Dataset entries:
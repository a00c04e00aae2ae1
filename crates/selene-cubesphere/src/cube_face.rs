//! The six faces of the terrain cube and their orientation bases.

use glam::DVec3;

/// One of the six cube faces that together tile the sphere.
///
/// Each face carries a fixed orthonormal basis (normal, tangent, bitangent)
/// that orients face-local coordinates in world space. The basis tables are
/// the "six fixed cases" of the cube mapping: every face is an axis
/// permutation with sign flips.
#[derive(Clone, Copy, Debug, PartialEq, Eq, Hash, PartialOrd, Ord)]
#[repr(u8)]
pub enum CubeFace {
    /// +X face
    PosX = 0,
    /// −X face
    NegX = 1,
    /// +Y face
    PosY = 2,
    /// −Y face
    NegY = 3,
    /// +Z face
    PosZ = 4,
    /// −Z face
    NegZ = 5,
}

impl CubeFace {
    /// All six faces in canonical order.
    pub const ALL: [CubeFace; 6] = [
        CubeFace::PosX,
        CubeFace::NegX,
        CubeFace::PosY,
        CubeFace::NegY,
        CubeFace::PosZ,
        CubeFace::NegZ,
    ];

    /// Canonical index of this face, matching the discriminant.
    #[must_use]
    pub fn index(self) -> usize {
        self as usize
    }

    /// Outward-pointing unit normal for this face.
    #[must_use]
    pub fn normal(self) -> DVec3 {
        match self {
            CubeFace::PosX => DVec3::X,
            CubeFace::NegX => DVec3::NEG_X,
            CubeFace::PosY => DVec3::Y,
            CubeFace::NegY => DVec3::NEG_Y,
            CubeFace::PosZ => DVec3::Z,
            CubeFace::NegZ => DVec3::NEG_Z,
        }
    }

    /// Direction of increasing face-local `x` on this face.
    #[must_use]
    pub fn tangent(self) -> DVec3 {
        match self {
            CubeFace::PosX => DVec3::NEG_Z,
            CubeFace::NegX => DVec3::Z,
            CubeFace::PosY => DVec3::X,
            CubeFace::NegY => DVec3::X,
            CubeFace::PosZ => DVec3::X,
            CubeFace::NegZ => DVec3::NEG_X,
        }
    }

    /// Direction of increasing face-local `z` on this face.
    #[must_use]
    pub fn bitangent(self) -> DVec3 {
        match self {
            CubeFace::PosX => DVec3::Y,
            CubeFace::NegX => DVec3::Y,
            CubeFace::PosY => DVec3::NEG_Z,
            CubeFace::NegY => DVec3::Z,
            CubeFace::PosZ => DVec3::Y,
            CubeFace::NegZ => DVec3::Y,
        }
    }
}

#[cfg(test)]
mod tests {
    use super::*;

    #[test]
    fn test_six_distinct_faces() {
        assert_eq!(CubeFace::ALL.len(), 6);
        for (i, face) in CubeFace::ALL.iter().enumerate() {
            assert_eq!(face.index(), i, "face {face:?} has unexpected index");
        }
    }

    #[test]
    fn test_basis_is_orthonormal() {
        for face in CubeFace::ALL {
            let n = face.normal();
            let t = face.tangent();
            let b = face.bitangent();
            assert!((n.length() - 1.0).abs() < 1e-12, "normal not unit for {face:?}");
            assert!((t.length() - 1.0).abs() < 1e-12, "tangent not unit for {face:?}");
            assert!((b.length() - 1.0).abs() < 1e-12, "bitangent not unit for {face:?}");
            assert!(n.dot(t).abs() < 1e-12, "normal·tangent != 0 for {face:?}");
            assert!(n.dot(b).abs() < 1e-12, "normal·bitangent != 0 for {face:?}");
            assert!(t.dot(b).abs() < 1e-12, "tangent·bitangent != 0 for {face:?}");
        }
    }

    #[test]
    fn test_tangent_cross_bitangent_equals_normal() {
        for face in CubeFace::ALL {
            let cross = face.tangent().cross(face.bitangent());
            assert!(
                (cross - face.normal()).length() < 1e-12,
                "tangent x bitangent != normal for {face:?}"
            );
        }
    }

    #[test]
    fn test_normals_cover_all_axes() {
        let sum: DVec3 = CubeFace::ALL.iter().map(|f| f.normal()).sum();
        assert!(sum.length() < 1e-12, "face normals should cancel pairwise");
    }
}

* * *

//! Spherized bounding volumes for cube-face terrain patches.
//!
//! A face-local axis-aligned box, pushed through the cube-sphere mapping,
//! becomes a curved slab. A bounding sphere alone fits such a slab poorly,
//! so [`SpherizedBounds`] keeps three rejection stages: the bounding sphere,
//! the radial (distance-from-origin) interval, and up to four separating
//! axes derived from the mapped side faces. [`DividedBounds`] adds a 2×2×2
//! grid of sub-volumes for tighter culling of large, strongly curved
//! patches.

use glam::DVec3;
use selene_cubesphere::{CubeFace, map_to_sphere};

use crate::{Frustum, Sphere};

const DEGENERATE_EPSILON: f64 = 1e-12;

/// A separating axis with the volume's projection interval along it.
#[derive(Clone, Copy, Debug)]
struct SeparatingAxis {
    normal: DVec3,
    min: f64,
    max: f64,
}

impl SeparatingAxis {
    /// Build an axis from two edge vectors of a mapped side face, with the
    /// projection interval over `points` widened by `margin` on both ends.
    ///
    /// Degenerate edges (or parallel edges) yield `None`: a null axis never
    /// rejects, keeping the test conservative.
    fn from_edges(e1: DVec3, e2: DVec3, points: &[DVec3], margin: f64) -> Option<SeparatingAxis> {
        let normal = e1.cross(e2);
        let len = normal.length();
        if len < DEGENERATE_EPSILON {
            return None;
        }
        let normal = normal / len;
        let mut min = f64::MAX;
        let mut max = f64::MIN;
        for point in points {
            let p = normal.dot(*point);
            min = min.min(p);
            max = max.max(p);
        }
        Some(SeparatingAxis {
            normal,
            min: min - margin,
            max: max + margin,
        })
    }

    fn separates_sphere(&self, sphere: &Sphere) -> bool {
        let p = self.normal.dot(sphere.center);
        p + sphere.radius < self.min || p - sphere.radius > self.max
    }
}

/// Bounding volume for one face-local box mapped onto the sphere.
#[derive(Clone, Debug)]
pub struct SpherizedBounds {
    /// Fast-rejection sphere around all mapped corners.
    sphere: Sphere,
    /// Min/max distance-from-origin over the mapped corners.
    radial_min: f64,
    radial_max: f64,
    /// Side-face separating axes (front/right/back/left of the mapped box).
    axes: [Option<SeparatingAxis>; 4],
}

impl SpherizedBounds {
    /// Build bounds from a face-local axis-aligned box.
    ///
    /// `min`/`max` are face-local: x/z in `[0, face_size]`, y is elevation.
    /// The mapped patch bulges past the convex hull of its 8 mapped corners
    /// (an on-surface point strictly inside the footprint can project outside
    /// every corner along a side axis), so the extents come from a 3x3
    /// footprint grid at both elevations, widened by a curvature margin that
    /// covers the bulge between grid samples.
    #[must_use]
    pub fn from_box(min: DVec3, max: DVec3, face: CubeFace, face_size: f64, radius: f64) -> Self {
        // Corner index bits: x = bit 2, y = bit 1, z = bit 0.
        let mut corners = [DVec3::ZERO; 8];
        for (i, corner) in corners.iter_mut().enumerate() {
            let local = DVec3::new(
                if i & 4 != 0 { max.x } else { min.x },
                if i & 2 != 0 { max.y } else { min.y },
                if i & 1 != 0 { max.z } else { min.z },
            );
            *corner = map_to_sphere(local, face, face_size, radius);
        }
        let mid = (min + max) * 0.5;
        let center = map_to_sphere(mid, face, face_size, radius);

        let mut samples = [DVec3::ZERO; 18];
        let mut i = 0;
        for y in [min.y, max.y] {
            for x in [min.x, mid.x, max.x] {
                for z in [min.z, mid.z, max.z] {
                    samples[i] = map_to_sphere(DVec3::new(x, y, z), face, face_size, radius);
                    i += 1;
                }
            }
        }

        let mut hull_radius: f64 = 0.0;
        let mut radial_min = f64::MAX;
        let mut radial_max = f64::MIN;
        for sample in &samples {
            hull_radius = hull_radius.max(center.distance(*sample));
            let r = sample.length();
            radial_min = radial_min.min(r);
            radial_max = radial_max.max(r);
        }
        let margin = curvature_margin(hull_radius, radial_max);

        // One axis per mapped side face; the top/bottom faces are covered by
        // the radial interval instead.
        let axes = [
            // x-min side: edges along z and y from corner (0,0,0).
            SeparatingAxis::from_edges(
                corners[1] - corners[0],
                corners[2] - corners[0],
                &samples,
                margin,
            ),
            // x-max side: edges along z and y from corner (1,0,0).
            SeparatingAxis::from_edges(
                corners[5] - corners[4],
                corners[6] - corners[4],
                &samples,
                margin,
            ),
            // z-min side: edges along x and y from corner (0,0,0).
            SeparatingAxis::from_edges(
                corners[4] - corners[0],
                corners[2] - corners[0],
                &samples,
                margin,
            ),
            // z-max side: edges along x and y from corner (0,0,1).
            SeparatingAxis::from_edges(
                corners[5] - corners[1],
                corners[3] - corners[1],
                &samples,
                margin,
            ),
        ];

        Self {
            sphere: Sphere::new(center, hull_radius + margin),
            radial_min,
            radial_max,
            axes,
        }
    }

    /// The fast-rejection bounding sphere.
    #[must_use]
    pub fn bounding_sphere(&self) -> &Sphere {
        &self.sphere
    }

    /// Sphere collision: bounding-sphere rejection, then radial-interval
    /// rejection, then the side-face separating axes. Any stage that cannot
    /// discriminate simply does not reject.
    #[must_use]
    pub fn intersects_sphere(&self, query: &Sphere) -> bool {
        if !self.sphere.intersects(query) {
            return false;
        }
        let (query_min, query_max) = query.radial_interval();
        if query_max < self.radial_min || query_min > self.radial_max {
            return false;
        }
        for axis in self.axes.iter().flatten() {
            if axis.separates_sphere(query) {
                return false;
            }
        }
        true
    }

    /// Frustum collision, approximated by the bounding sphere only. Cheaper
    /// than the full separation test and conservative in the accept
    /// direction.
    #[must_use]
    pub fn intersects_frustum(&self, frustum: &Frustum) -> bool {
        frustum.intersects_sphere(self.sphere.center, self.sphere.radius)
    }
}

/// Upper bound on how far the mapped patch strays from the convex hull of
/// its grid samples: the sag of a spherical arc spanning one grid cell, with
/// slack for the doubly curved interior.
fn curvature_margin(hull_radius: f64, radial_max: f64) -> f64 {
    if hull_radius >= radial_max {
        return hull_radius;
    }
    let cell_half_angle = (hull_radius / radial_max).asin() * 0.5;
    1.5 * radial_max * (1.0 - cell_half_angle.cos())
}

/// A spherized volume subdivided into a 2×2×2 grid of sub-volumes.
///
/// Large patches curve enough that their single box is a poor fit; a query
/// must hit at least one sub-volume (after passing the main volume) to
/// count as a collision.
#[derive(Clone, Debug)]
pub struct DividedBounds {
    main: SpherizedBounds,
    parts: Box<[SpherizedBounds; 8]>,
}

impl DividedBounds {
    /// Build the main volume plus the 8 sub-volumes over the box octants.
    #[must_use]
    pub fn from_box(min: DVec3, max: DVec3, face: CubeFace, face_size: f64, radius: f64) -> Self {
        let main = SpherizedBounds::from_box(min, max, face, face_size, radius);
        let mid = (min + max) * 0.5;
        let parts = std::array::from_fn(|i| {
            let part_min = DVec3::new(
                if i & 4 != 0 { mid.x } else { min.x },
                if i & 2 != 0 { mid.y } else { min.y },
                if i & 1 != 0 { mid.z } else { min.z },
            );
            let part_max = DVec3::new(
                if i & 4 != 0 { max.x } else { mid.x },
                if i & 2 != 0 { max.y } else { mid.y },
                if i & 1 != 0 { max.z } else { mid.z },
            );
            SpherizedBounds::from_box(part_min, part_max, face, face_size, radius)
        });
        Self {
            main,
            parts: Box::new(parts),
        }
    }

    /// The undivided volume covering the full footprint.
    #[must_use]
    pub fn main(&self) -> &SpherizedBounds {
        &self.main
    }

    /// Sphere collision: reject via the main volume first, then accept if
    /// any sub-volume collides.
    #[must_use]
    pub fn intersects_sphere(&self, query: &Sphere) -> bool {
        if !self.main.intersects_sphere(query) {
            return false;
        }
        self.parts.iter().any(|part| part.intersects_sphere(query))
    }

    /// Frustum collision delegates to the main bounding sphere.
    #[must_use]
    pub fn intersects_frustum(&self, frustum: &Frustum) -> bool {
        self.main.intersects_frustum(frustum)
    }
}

--

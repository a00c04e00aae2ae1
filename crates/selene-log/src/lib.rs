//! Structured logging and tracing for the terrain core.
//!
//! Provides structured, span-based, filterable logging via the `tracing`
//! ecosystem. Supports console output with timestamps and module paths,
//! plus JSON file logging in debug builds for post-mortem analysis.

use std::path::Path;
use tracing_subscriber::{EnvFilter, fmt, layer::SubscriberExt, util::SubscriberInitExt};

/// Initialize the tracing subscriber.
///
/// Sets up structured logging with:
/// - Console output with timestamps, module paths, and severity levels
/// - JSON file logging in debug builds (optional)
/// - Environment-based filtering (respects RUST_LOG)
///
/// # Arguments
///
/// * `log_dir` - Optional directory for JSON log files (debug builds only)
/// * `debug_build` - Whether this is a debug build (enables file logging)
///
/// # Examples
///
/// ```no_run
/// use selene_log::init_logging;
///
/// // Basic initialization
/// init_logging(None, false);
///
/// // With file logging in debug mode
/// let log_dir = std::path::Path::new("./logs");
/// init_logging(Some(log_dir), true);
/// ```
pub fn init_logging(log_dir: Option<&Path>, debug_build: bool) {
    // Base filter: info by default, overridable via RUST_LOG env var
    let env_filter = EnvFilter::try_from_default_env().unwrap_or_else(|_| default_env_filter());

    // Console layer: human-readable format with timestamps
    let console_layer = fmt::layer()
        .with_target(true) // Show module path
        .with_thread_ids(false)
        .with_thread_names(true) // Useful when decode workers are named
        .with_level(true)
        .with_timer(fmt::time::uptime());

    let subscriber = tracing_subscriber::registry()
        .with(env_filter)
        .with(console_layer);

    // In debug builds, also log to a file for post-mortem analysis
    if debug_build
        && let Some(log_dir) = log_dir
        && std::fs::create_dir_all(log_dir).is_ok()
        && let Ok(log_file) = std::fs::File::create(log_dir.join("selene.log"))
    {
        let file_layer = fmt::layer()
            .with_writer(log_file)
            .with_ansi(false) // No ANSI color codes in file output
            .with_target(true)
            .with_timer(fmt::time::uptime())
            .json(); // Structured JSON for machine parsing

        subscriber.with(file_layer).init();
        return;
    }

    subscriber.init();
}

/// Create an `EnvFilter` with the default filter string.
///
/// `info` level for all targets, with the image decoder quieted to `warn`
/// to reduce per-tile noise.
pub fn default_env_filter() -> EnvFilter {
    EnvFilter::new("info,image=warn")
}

■ **Directions for this task**: The number of lines in the records that include "conservative" is what is needed, with no other words.

■ **Written response**: 2